For instance, one of my definitions is that I’m a writer. Well, I write. Does that really make me a writer? I haven’t been published. I’m not even sure anyone ever reads what I’ve written. I’m also unsure of how my pieces would hold up against another writer’s pieces. When I read novels, I find myself thinking that my stuff could really compare–but could it? Who is the judge? What makes someone more successful than another? Is it really their talent, or does the saying always ring true: It’s not what you know but who you know. I sure hope not. Because I certainly scrape the bottom of the barrel as far as that goes. All I know is my computer and my thoughts. Who am I to be someone worth knowing? What makes a good writer, really?
I can put sentences together, certainly. I have creative thoughts sometimes. I can relate to others on occasion. I write from my heart. But does any of that really matter if no one is reading my stuff? Who would want to read it, anyway? Do I even have the potential to have an audience? Certainly, every person who has dreamed the same dream has once had these same thoughts. What makes you stand out?
Do I have what it takes? Do I have a thick enough skin to face the rejection? I remember leaving class after one of my workshops swallowing back tears until I was behind the safety of Jonathan’s heavy truck door. I threatened to change my major, almost certain that I would. I was misunderstood so terribly that I couldn’t even remember where I was originally trying to go. You know, I never touched that story again. I let it be a failure. I gave up on it. I almost gave up on myself. I was never going to be like the rest in my class. Sometimes it’s hard to be in a major where you stick with the same twenty kids from start to finish. You watch your classmates grow and mature in their styles, only getting better. And you have to question yourself if you’re just standing still. Were they the appropriate audience for me? Were they judging on taste of content or the actual authenticity of my writing ability. Maybe I’ll never know.

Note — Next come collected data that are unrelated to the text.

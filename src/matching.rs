//! Cross-collection matching: ranked matches, pairwise scores and batches.
//!
//! The engine holds no document state of its own. Every call reads from the
//! stores it is handed; batches fan out over a bounded rayon pool while the
//! target store is held for reading.

use std::collections::HashSet;
use std::fmt;
use std::sync::Arc;

use chrono::{DateTime, Utc};
use rayon::prelude::*;
use serde::Serialize;

use crate::semantic::{cosine_similarity, prepare_text, EmbeddingError, Encoder};
use crate::store::{DocumentKind, DocumentRecord, EmbeddingStore, StoreError, StoreReader};

#[derive(Debug, thiserror::Error)]
pub enum MatchError {
    #[error("{0}")]
    Store(#[from] StoreError),

    #[error("Encoder error: {0}")]
    Encoder(#[from] EmbeddingError),

    #[error("Query text must not be empty")]
    EmptyQuery,

    #[error("Failed to build matching thread pool: {0}")]
    ThreadPool(#[from] rayon::ThreadPoolBuildError),
}

/// Discrete label for a similarity score.
#[derive(Debug, Clone, Copy, PartialEq, Eq, PartialOrd, Ord, Serialize)]
#[serde(rename_all = "snake_case")]
pub enum MatchQuality {
    VeryPoor,
    Poor,
    Fair,
    Good,
    Excellent,
}

impl MatchQuality {
    pub fn classify(score: f32) -> Self {
        if score >= 0.9 {
            Self::Excellent
        } else if score >= 0.8 {
            Self::Good
        } else if score >= 0.7 {
            Self::Fair
        } else if score >= 0.6 {
            Self::Poor
        } else {
            Self::VeryPoor
        }
    }

    pub fn as_str(&self) -> &'static str {
        match self {
            Self::Excellent => "excellent",
            Self::Good => "good",
            Self::Fair => "fair",
            Self::Poor => "poor",
            Self::VeryPoor => "very_poor",
        }
    }
}

impl fmt::Display for MatchQuality {
    fn fmt(&self, f: &mut fmt::Formatter<'_>) -> fmt::Result {
        f.write_str(self.as_str())
    }
}

/// One target document in a ranked match list.
#[derive(Debug, Clone, Serialize)]
pub struct RankedMatch<A> {
    pub external_id: String,
    pub score: f32,
    pub quality: MatchQuality,
    pub source_text: String,
    pub attributes: A,
    pub created_at: DateTime<Utc>,
    pub computed_at: DateTime<Utc>,
}

/// Matches for a single query of a batch.
#[derive(Debug, Clone, Serialize)]
pub struct QueryMatches<A> {
    pub query_id: String,
    pub matches: Vec<RankedMatch<A>>,
    pub best_match: Option<RankedMatch<A>>,
}

#[derive(Debug, Clone, Default, PartialEq, Serialize)]
pub struct BatchStats {
    pub queries_requested: usize,
    /// Query ids found in the query store
    pub queries_processed: usize,
    pub queries_skipped: usize,
    /// Pairwise scores computed across all processed queries
    pub total_comparisons: usize,
    /// Returned matches divided by requested queries
    pub avg_matches_per_query: f64,
}

#[derive(Debug, Clone, Serialize)]
pub struct BatchReport<A> {
    pub results: Vec<QueryMatches<A>>,
    pub stats: BatchStats,
}

/// Detailed comparison of two stored documents.
#[derive(Debug, Clone, Serialize)]
pub struct MatchStatistics<Q, T> {
    pub query: DocumentRecord<Q>,
    pub target: DocumentRecord<T>,
    pub score: f32,
    pub quality: MatchQuality,
    pub computed_at: DateTime<Utc>,
}

/// Direct cosine similarity of two vectors; `0.0` if either has zero norm.
pub fn pairwise_score(a: &[f32], b: &[f32]) -> f32 {
    cosine_similarity(a, b)
}

pub struct MatchingEngine {
    encoder: Arc<dyn Encoder>,
    pool: rayon::ThreadPool,
}

impl MatchingEngine {
    /// Create an engine whose batches use at most `parallelism` workers.
    pub fn new(encoder: Arc<dyn Encoder>, parallelism: usize) -> Result<Self, MatchError> {
        let pool = rayon::ThreadPoolBuilder::new()
            .num_threads(parallelism.max(1))
            .thread_name(|i| format!("jobmatch-batch-{}", i))
            .build()?;
        Ok(Self { encoder, pool })
    }

    pub fn parallelism(&self) -> usize {
        self.pool.current_num_threads()
    }

    /// Rank `target_store` against a document already stored in `query_store`.
    ///
    /// A missing query id or an empty target store yields an empty list.
    pub fn best_matches_for<Q, T>(
        &self,
        query_store: &EmbeddingStore<Q>,
        query_id: &str,
        target_store: &EmbeddingStore<T>,
        k: usize,
    ) -> Result<Vec<RankedMatch<T::Attributes>>, MatchError>
    where
        Q: DocumentKind,
        T: DocumentKind,
    {
        // Copy the vector out so the query store is released before the
        // target store is locked; both may be the same store.
        let query = {
            let reader = query_store.reader()?;
            match reader.vector(query_id) {
                Ok(vector) => vector.to_vec(),
                Err(StoreError::NotFound { .. }) => {
                    log::warn!("{} {} not found in embedding store", Q::LABEL, query_id);
                    return Ok(Vec::new());
                }
                Err(err) => return Err(err.into()),
            }
        };

        let target = target_store.reader()?;
        if target.is_empty() {
            log::warn!("No {} documents in embedding store", T::LABEL);
            return Ok(Vec::new());
        }

        let matches = rank(&target, &query, k, &|_| true)?;
        log::info!(
            "Found {} {} matches for {} {}",
            matches.len(),
            T::LABEL,
            Q::LABEL,
            query_id
        );
        Ok(matches)
    }

    /// Rank `target_store` against freshly encoded text. Nothing is stored.
    pub fn best_matches_for_text<T: DocumentKind>(
        &self,
        raw_text: &str,
        target_store: &EmbeddingStore<T>,
        k: usize,
    ) -> Result<Vec<RankedMatch<T::Attributes>>, MatchError> {
        let query = self.encode_query(raw_text)?;
        self.best_matches_for_vector(&query, target_store, k, &|_| true)
    }

    /// Rank the target documents accepted by `filter` against a query vector.
    pub fn best_matches_for_vector<T: DocumentKind>(
        &self,
        query: &[f32],
        target_store: &EmbeddingStore<T>,
        k: usize,
        filter: &dyn Fn(&DocumentRecord<T::Attributes>) -> bool,
    ) -> Result<Vec<RankedMatch<T::Attributes>>, MatchError> {
        let target = target_store.reader()?;
        if target.is_empty() {
            log::warn!("No {} documents in embedding store", T::LABEL);
            return Ok(Vec::new());
        }
        Ok(rank(&target, query, k, filter)?)
    }

    /// Encode ad-hoc query text with the engine's encoder.
    pub fn encode_query(&self, raw_text: &str) -> Result<Vec<f32>, MatchError> {
        let prepared = prepare_text(raw_text).ok_or(MatchError::EmptyQuery)?;
        Ok(self.encoder.encode(&prepared)?)
    }

    /// Rank each query id against the target store, or against `target_ids`
    /// when given.
    ///
    /// Ids missing from either store are skipped with a warning. The target
    /// store is read-locked for the whole batch.
    pub fn batch_match<Q, T>(
        &self,
        query_store: &EmbeddingStore<Q>,
        query_ids: &[String],
        target_store: &EmbeddingStore<T>,
        target_ids: Option<&[String]>,
        k: usize,
    ) -> Result<BatchReport<T::Attributes>, MatchError>
    where
        Q: DocumentKind,
        T: DocumentKind,
    {
        let queries: Vec<(String, Vec<f32>)> = {
            let reader = query_store.reader()?;
            query_ids
                .iter()
                .filter_map(|id| match reader.vector(id) {
                    Ok(vector) => Some((id.clone(), vector.to_vec())),
                    Err(_) => {
                        log::warn!("{} {} not found in embedding store", Q::LABEL, id);
                        None
                    }
                })
                .collect()
        };

        let target = target_store.reader()?;

        let allowed: Option<HashSet<&str>> = target_ids.map(|ids| {
            ids.iter()
                .map(String::as_str)
                .filter(|id| {
                    let present = target.record(id).is_some();
                    if !present {
                        log::warn!("{} {} not found in embedding store", T::LABEL, id);
                    }
                    present
                })
                .collect()
        });
        let targets_considered = allowed.as_ref().map_or(target.len(), |ids| ids.len());

        let filter = |record: &DocumentRecord<T::Attributes>| {
            allowed
                .as_ref()
                .map_or(true, |ids| ids.contains(record.external_id.as_str()))
        };

        let results = self.pool.install(|| {
            queries
                .par_iter()
                .map(|(query_id, vector)| {
                    let matches = rank(&target, vector, k, &filter)?;
                    let best_match = matches.first().cloned();
                    Ok(QueryMatches {
                        query_id: query_id.clone(),
                        matches,
                        best_match,
                    })
                })
                .collect::<Result<Vec<_>, StoreError>>()
        })?;

        let returned: usize = results.iter().map(|r| r.matches.len()).sum();
        let stats = BatchStats {
            queries_requested: query_ids.len(),
            queries_processed: results.len(),
            queries_skipped: query_ids.len() - results.len(),
            total_comparisons: results.len() * targets_considered,
            avg_matches_per_query: if query_ids.is_empty() {
                0.0
            } else {
                returned as f64 / query_ids.len() as f64
            },
        };

        log::info!(
            "Batch processed {} {}-{} comparisons",
            stats.total_comparisons,
            Q::LABEL,
            T::LABEL
        );
        Ok(BatchReport { results, stats })
    }

    /// Score one stored document against another.
    pub fn match_statistics<Q, T>(
        &self,
        query_store: &EmbeddingStore<Q>,
        query_id: &str,
        target_store: &EmbeddingStore<T>,
        target_id: &str,
    ) -> Result<MatchStatistics<Q::Attributes, T::Attributes>, MatchError>
    where
        Q: DocumentKind,
        T: DocumentKind,
    {
        let (query, query_vector) = {
            let reader = query_store.reader()?;
            let vector = reader.vector(query_id)?.to_vec();
            let record = reader.record(query_id).cloned().ok_or_else(|| StoreError::NotFound {
                kind: Q::LABEL,
                id: query_id.to_string(),
            })?;
            (record, vector)
        };

        let reader = target_store.reader()?;
        let score = pairwise_score(&query_vector, reader.vector(target_id)?);
        let target = reader.record(target_id).cloned().ok_or_else(|| StoreError::NotFound {
            kind: T::LABEL,
            id: target_id.to_string(),
        })?;

        Ok(MatchStatistics {
            query,
            target,
            score,
            quality: MatchQuality::classify(score),
            computed_at: Utc::now(),
        })
    }
}

/// Search a held reader and attach target metadata to every hit.
fn rank<T: DocumentKind>(
    target: &StoreReader<'_, T>,
    query: &[f32],
    k: usize,
    filter: &dyn Fn(&DocumentRecord<T::Attributes>) -> bool,
) -> Result<Vec<RankedMatch<T::Attributes>>, StoreError> {
    let computed_at = Utc::now();
    let hits = target.search_where(query, k, filter)?;

    Ok(hits
        .into_iter()
        .filter_map(|hit| {
            let record = target.record(&hit.external_id)?;
            Some(RankedMatch {
                external_id: hit.external_id,
                score: hit.score,
                quality: MatchQuality::classify(hit.score),
                source_text: record.source_text.clone(),
                attributes: record.attributes.clone(),
                created_at: record.created_at,
                computed_at,
            })
        })
        .collect())
}
//! Vector primitives shared by both document stores.
//!
//! # Architecture
//!
//! - `embeddings`: the `Encoder` boundary, fastembed and feature-hashing encoders
//! - `index`: append-only vector index with exact inner-product search
//! - `preprocess`: text preparation for embedding input

pub mod embeddings;
mod index;
mod preprocess;

pub use embeddings::{EmbeddingError, Encoder, FastEmbedEncoder, HashEncoder, HASH_MODEL};
pub use index::{
    cosine_similarity, dot, l2_norm, normalize, IndexError, SearchResult, VectorIndex,
    UNIT_NORM_TOLERANCE,
};
pub use preprocess::{prepare_text, tokenize};

/// Default embedding model (the multilingual MiniLM the matching thresholds were tuned on)
pub const DEFAULT_MODEL: &str = "paraphrase-multilingual-minilm-l12-v2";
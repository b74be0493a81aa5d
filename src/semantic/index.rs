//! Append-only vector index with exact inner-product search.
//!
//! Rows live in one contiguous row-major buffer. Every row is unit-normalized
//! on the way in, so the inner product of two rows is their cosine similarity.
//! There is no per-row delete: callers that need to drop a row rebuild the
//! whole index from the surviving vectors.

use std::cmp::Ordering;

/// Tolerance used when checking that a vector is unit length.
pub const UNIT_NORM_TOLERANCE: f32 = 1e-5;

/// Flat, fixed-dimension vector index.
#[derive(Debug, Clone)]
pub struct VectorIndex {
    /// Row-major storage, `len() * dimensions` values
    data: Vec<f32>,
    dimensions: usize,
}

/// A single hit returned by [`VectorIndex::search`].
#[derive(Debug, Clone, Copy, PartialEq)]
pub struct SearchResult {
    /// Row of the matching vector
    pub position: usize,
    /// Inner product with the query (cosine similarity for unit vectors)
    pub score: f32,
}

impl VectorIndex {
    /// Create a new empty index with the given dimensions.
    pub fn new(dimensions: usize) -> Self {
        debug_assert!(dimensions > 0, "vector index needs at least one dimension");
        Self {
            data: Vec::new(),
            dimensions,
        }
    }

    /// Create an index with room for `capacity` rows.
    pub fn with_capacity(dimensions: usize, capacity: usize) -> Self {
        debug_assert!(dimensions > 0, "vector index needs at least one dimension");
        Self {
            data: Vec::with_capacity(dimensions * capacity),
            dimensions,
        }
    }

    /// Get the fixed row dimension.
    pub fn dimensions(&self) -> usize {
        self.dimensions
    }

    /// Number of rows.
    pub fn len(&self) -> usize {
        self.data.len() / self.dimensions.max(1)
    }

    pub fn is_empty(&self) -> bool {
        self.data.is_empty()
    }

    /// Raw row-major values, used by the persistence layer.
    pub fn as_slice(&self) -> &[f32] {
        &self.data
    }

    /// Append a vector and return its row.
    ///
    /// The vector is normalized before it is stored. Fails on a dimension
    /// mismatch or a zero-norm vector, leaving the index untouched.
    pub fn add(&mut self, vector: &[f32]) -> Result<usize, IndexError> {
        self.check_dimensions(vector.len())?;
        let normalized = normalize(vector)?;

        let position = self.len();
        self.data.extend_from_slice(&normalized);
        Ok(position)
    }

    /// Borrow the row stored at `position`.
    pub fn row(&self, position: usize) -> Option<&[f32]> {
        let start = position.checked_mul(self.dimensions)?;
        let end = start.checked_add(self.dimensions)?;
        self.data.get(start..end)
    }

    /// Drop every row at or after `len`.
    pub(crate) fn truncate(&mut self, len: usize) {
        self.data.truncate(len.saturating_mul(self.dimensions));
    }

    /// Copy out the vector stored at `position`.
    pub fn reconstruct(&self, position: usize) -> Result<Vec<f32>, IndexError> {
        self.row(position)
            .map(|row| row.to_vec())
            .ok_or(IndexError::PositionNotFound {
                position,
                len: self.len(),
            })
    }

    /// Iterate over all rows in position order.
    pub fn rows(&self) -> impl Iterator<Item = &[f32]> {
        self.data.chunks_exact(self.dimensions.max(1))
    }

    /// Exact top-k search by inner product.
    ///
    /// Results are ordered by score descending, ties by ascending position.
    /// `k` is clamped to the row count; an empty index yields no results.
    pub fn search(&self, query: &[f32], k: usize) -> Result<Vec<SearchResult>, IndexError> {
        self.search_where(query, k, |_| true)
    }

    /// Same as [`search`](Self::search) but only rows accepted by `filter`
    /// are scored.
    pub fn search_where<F>(
        &self,
        query: &[f32],
        k: usize,
        filter: F,
    ) -> Result<Vec<SearchResult>, IndexError>
    where
        F: Fn(usize) -> bool,
    {
        self.check_dimensions(query.len())?;

        let k = k.min(self.len());
        if k == 0 {
            return Ok(Vec::new());
        }

        let mut results: Vec<SearchResult> = self
            .rows()
            .enumerate()
            .filter(|(position, _)| filter(*position))
            .map(|(position, row)| SearchResult {
                position,
                score: dot(query, row),
            })
            .collect();

        if results.len() > k {
            results.select_nth_unstable_by(k - 1, rank_order);
            results.truncate(k);
        }
        results.sort_by(rank_order);

        Ok(results)
    }

    /// Build a fresh index from an ordered list of vectors.
    ///
    /// Only the embedding store calls this, after a removal.
    pub(crate) fn rebuild_from<I>(dimensions: usize, vectors: I) -> Result<Self, IndexError>
    where
        I: IntoIterator<Item = Vec<f32>>,
    {
        let vectors = vectors.into_iter();
        let mut index = Self::with_capacity(dimensions, vectors.size_hint().0);
        for vector in vectors {
            index.add(&vector)?;
        }
        Ok(index)
    }

    /// Wrap an already normalized row-major buffer read back from disk.
    pub(crate) fn from_raw(dimensions: usize, data: Vec<f32>) -> Result<Self, IndexError> {
        if dimensions == 0 || data.len() % dimensions != 0 {
            return Err(IndexError::DimensionMismatch {
                expected: dimensions,
                got: data.len(),
            });
        }
        Ok(Self { data, dimensions })
    }

    fn check_dimensions(&self, got: usize) -> Result<(), IndexError> {
        if got != self.dimensions {
            return Err(IndexError::DimensionMismatch {
                expected: self.dimensions,
                got,
            });
        }
        Ok(())
    }
}

fn rank_order(a: &SearchResult, b: &SearchResult) -> Ordering {
    b.score
        .total_cmp(&a.score)
        .then_with(|| a.position.cmp(&b.position))
}

/// Compute the L2 norm of a vector.
pub fn l2_norm(v: &[f32]) -> f32 {
    v.iter().map(|x| x * x).sum::<f32>().sqrt()
}

/// Inner product of two equally sized vectors.
pub fn dot(a: &[f32], b: &[f32]) -> f32 {
    a.iter().zip(b.iter()).map(|(x, y)| x * y).sum()
}

/// Scale a vector to unit length.
pub fn normalize(v: &[f32]) -> Result<Vec<f32>, IndexError> {
    let norm = l2_norm(v);
    if !norm.is_finite() || norm < f32::EPSILON {
        return Err(IndexError::ZeroNormVector);
    }
    Ok(v.iter().map(|x| x / norm).collect())
}

/// Cosine similarity of two vectors of any length.
///
/// Returns 0.0 when either vector has zero norm or the lengths differ.
pub fn cosine_similarity(a: &[f32], b: &[f32]) -> f32 {
    if a.len() != b.len() {
        log::warn!(
            "embedding dimension mismatch ({} vs {}); returning zero similarity",
            a.len(),
            b.len()
        );
        return 0.0;
    }

    let norm_a = l2_norm(a);
    let norm_b = l2_norm(b);
    if norm_a < f32::EPSILON || norm_b < f32::EPSILON {
        return 0.0;
    }

    dot(a, b) / (norm_a * norm_b)
}

/// Errors that can occur during index operations.
#[derive(Debug, thiserror::Error)]
pub enum IndexError {
    #[error("Dimension mismatch: expected {expected}, got {got}")]
    DimensionMismatch { expected: usize, got: usize },

    #[error("Cannot store or search with zero-norm vector")]
    ZeroNormVector,

    #[error("Position {position} not found (index holds {len} vectors)")]
    PositionNotFound { position: usize, len: usize },
}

I wonder if I can do it all on my own. Is that even possible? To write a novel from start to finish without the help of an editor or agent steering you in the right direction. I feel like I’m shooting in the dark. I have terrible aim.
I guess all I can do is keep trying, right? I’ll just have to keep working hard and hope that one day it will matter. Maybe some day. Just maybe.
What defines you really? You can be anything you want. Be it.